Find every line in the data that contains the word "names". Return each of those lines.

______________________________

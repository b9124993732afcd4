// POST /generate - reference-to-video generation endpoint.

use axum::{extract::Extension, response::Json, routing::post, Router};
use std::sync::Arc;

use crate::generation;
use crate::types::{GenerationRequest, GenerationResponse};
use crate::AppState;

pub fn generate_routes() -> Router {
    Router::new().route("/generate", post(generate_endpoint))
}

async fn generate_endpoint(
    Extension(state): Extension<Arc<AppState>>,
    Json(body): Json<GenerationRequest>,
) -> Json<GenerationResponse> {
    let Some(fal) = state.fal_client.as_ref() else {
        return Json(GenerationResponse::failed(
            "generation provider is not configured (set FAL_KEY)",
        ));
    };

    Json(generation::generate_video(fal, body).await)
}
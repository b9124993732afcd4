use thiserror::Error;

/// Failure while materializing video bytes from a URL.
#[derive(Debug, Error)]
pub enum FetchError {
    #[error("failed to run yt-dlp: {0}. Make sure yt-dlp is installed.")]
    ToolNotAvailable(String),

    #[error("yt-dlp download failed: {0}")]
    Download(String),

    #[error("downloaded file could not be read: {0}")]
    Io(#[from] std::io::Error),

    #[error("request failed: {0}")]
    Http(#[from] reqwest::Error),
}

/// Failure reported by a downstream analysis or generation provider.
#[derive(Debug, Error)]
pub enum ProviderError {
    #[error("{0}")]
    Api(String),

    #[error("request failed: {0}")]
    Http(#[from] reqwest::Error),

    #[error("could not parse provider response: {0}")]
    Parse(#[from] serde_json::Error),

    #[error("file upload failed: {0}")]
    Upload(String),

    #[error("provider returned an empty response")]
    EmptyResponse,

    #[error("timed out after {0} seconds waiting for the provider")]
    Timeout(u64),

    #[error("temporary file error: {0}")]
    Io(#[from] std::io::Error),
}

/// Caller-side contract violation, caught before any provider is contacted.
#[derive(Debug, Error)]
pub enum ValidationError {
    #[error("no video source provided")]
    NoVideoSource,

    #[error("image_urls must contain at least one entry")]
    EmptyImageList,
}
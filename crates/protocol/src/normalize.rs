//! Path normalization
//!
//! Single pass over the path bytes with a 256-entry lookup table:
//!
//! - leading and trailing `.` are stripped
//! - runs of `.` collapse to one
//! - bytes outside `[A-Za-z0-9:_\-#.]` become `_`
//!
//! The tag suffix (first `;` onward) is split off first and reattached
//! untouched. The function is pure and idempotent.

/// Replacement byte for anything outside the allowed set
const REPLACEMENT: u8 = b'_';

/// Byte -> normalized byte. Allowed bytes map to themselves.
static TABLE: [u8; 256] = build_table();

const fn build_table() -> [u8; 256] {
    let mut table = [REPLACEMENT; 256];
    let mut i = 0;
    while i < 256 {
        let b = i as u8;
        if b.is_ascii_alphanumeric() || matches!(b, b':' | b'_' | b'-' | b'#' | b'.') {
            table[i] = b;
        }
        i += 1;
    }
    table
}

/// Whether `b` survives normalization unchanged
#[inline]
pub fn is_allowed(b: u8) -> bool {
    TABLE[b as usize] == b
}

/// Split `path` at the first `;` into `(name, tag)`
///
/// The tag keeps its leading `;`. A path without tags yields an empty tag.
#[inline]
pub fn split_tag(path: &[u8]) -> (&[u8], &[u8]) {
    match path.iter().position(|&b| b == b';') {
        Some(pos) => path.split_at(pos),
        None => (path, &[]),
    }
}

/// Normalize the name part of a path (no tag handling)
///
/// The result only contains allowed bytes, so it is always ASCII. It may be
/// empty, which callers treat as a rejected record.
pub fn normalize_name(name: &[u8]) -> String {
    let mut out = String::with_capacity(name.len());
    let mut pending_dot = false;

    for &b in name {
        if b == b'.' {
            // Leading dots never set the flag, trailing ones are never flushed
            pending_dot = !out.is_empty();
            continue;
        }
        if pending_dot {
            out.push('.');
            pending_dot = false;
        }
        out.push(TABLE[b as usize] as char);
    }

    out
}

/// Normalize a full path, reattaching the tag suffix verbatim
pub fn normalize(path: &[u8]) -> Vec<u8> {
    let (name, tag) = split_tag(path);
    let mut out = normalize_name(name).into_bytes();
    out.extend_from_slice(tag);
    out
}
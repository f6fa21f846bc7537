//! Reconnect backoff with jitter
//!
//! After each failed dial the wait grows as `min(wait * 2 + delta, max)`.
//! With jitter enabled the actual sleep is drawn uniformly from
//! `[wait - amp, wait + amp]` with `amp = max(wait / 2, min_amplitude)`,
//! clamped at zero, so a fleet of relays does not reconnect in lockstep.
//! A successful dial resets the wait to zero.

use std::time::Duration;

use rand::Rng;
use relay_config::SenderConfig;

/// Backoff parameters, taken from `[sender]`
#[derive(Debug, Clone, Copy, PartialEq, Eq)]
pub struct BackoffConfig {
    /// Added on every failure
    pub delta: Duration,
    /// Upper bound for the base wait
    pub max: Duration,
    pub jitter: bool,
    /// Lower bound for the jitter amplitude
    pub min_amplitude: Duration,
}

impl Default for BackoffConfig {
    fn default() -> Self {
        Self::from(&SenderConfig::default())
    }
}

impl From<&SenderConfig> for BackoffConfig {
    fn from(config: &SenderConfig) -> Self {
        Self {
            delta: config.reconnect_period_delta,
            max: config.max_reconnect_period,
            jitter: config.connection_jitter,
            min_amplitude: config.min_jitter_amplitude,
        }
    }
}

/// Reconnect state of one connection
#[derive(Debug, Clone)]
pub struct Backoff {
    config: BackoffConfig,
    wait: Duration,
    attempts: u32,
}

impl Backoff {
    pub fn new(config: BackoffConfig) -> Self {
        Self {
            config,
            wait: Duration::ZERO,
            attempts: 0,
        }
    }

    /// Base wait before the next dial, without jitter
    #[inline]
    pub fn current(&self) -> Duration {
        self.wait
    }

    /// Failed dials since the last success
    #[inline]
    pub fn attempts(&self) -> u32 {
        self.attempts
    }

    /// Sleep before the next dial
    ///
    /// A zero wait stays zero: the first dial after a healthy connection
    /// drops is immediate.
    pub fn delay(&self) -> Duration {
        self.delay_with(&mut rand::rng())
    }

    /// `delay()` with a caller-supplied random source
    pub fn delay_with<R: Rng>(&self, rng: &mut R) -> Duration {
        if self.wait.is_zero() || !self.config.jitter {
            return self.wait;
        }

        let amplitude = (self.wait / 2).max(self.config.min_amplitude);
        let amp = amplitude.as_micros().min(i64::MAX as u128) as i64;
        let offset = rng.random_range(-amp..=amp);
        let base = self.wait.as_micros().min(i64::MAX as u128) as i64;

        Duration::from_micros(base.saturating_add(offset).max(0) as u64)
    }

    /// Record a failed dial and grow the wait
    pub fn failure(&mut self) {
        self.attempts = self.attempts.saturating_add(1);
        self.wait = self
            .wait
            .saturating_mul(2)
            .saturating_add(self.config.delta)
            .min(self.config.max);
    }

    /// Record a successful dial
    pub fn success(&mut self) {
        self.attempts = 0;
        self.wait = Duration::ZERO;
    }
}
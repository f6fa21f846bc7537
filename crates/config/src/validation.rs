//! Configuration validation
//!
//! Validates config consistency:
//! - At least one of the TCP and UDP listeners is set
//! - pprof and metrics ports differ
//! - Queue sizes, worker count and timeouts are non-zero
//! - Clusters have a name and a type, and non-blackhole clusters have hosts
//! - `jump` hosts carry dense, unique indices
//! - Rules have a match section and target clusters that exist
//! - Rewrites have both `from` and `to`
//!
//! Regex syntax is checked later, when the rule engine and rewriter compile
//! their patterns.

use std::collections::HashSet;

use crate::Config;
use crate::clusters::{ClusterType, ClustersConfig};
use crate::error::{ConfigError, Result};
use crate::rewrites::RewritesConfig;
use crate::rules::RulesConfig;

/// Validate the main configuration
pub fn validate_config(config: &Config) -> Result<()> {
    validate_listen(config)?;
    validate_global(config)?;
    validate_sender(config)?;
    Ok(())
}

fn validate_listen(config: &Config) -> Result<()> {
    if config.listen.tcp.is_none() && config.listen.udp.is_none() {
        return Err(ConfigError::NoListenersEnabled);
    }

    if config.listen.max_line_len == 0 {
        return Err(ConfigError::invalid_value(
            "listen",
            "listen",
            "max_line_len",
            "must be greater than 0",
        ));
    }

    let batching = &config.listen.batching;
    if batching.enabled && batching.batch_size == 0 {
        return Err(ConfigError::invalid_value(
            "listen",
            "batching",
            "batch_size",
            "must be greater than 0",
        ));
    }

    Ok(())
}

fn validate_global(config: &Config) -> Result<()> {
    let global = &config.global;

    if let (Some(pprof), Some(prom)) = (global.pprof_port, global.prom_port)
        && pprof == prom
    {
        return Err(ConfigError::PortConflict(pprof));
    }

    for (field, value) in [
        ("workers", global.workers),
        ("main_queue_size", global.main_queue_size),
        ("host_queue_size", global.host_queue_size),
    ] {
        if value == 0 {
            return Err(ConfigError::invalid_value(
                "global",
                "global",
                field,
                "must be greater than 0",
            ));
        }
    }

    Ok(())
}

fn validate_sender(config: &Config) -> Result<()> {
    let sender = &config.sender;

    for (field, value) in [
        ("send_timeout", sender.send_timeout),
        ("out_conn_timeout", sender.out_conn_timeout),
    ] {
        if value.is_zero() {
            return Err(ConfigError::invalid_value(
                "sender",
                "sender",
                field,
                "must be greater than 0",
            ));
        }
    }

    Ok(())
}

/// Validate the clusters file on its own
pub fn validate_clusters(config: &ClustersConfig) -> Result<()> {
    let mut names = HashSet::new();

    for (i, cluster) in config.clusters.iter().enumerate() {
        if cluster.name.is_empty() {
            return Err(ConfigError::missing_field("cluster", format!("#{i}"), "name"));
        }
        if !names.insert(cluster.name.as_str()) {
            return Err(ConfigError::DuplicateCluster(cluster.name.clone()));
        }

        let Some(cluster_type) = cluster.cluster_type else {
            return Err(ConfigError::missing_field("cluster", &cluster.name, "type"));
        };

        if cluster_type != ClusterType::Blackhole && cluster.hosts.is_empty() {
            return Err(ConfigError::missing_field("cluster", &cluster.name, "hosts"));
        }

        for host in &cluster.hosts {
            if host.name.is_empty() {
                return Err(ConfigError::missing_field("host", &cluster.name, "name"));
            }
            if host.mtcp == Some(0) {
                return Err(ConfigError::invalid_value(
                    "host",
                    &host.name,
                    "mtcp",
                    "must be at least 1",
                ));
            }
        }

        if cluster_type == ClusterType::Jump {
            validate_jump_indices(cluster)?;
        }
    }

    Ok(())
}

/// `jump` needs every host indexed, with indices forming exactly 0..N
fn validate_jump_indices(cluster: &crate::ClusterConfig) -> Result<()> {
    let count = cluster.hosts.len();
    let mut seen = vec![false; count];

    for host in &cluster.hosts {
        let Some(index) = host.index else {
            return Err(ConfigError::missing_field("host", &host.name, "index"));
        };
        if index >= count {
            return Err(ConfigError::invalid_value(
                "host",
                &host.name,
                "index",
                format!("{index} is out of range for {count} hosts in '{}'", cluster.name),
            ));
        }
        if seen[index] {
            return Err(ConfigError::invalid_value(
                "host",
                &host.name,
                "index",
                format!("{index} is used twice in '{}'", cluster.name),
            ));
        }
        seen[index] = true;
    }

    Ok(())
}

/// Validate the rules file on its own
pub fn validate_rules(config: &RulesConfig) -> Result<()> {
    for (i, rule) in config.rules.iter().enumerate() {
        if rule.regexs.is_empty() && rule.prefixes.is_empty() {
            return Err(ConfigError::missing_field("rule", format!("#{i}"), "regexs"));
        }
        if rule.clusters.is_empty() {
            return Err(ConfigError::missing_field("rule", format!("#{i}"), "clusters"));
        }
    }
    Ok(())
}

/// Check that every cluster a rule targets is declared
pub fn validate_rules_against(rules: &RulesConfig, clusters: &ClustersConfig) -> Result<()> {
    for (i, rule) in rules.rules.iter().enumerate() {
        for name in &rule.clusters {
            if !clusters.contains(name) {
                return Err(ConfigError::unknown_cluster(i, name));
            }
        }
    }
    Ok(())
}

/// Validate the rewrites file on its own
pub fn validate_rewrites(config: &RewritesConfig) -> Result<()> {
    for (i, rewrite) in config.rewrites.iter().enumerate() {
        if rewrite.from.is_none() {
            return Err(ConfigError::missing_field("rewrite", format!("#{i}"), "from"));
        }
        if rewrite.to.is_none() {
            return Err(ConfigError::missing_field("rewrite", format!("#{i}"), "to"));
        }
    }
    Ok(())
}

______________________________

- EXERCISE ANSWER
    let mut names = HashSet::new();
        if !names.insert(cluster.name.as_str()) {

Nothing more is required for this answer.